3D-printed fashion. (Image courtesy of Fira Barcelona.)
3D-printed fashion. (Image courtesy of Fira Barcelona.)
Regarding Barcelona’s potential as an additive manufacturing hub, Pastor said:

“I think it has many of the components. Just to name a few: Barcelona is known for design, and one of the things additive manufacturing does is give designers the freedom to create geometries that couldn’t have been realized before. The other thing is the availability of education, whether you’re talking about engineering schools, art schools or business schools. In terms of materials, the Port of Tarragona is 100 kilometers from here, and it has one of the biggest refineries in Europe. So, it’s a nice ecosystem whether you’re coming from an engineering perspective, a design perspective or a material perspective.”

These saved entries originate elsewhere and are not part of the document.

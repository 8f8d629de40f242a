//! Engine options from a TOML file and command-line overrides.

use std::fs;
use std::path::Path;

use anyhow::{Context, Result};
use rxmq_core::EngineOptions;

use crate::cli::{Cli, Command};

/// Parse engine options from TOML text.
pub fn parse_options(text: &str) -> Result<EngineOptions> {
    toml::from_str(text).context("parse engine options")
}

/// Read an options file; no file means defaults.
pub fn load_options(path: Option<&Path>) -> Result<EngineOptions> {
    let Some(path) = path else {
        return Ok(EngineOptions::default());
    };
    let text =
        fs::read_to_string(path).with_context(|| format!("read {}", path.display()))?;
    parse_options(&text).with_context(|| format!("load {}", path.display()))
}

/// Options file values with the command-line flags applied on top.
pub fn resolve_options(cli: &Cli) -> Result<EngineOptions> {
    let mut options = load_options(cli.config.as_deref())?;
    if let Some(order) = cli.byte_order {
        options.byte_order = order.into();
    }
    if let Command::Event(args) = &cli.command {
        if args.relaxed_reasons {
            options.strict_reasons = false;
        }
        if args.responses {
            options.accept_responses = true;
        }
    }
    Ok(options)
}

#[cfg(test)]
mod tests {
    use std::io::Write;

    use clap::Parser;
    use rxmq_wire::ByteOrder;

    use super::*;

    #[test]
    fn test_flags_override_file() {
        let mut file = tempfile::NamedTempFile::new().unwrap();
        writeln!(file, "byte_order = \"big\"\nstrict_reasons = true").unwrap();
        let path = file.path().to_string_lossy().into_owned();

        let cli = Cli::parse_from([
            "rxmq",
            "--config",
            path.as_str(),
            "--byte-order",
            "little",
            "event",
            "--relaxed-reasons",
            "msg.bin",
        ]);
        let options = resolve_options(&cli).unwrap();
        assert_eq!(options.byte_order, ByteOrder::Little);
        assert!(!options.strict_reasons);
        assert!(!options.accept_responses);
        assert_eq!(options.status_prefixes, EngineOptions::default().status_prefixes);
    }

    #[test]
    fn test_unknown_key_is_rejected() {
        let err = parse_options("byte_ordr = \"big\"").unwrap_err();
        assert!(format!("{err:#}").contains("byte_ordr"));
    }

    #[test]
    fn test_missing_file_names_path() {
        let err = load_options(Some(Path::new("/nonexistent/rxmq.toml"))).unwrap_err();
        assert!(err.to_string().contains("/nonexistent/rxmq.toml"));
    }
}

Barcelona: The Global Additive Manufacturing Hub?

It’s still too early in the technology’s lifecycle to say for certain whether Barcelona will become a hub for additive manufacturing. It’s also possible that the very idea of a manufacturing hub will be rendered obsolete with the rise of on-demand manufacturing, as production becomes less centralized and more localized. 

Auto parts made using 3D printing. (Image courtesy of Giorgio Mgistrelli.)
Auto parts made using 3D printing. (Image courtesy of Giorgio Mgistrelli.)
Still, if there is going to be a global additive manufacturing hub, the Catalonia region has a lot going for it.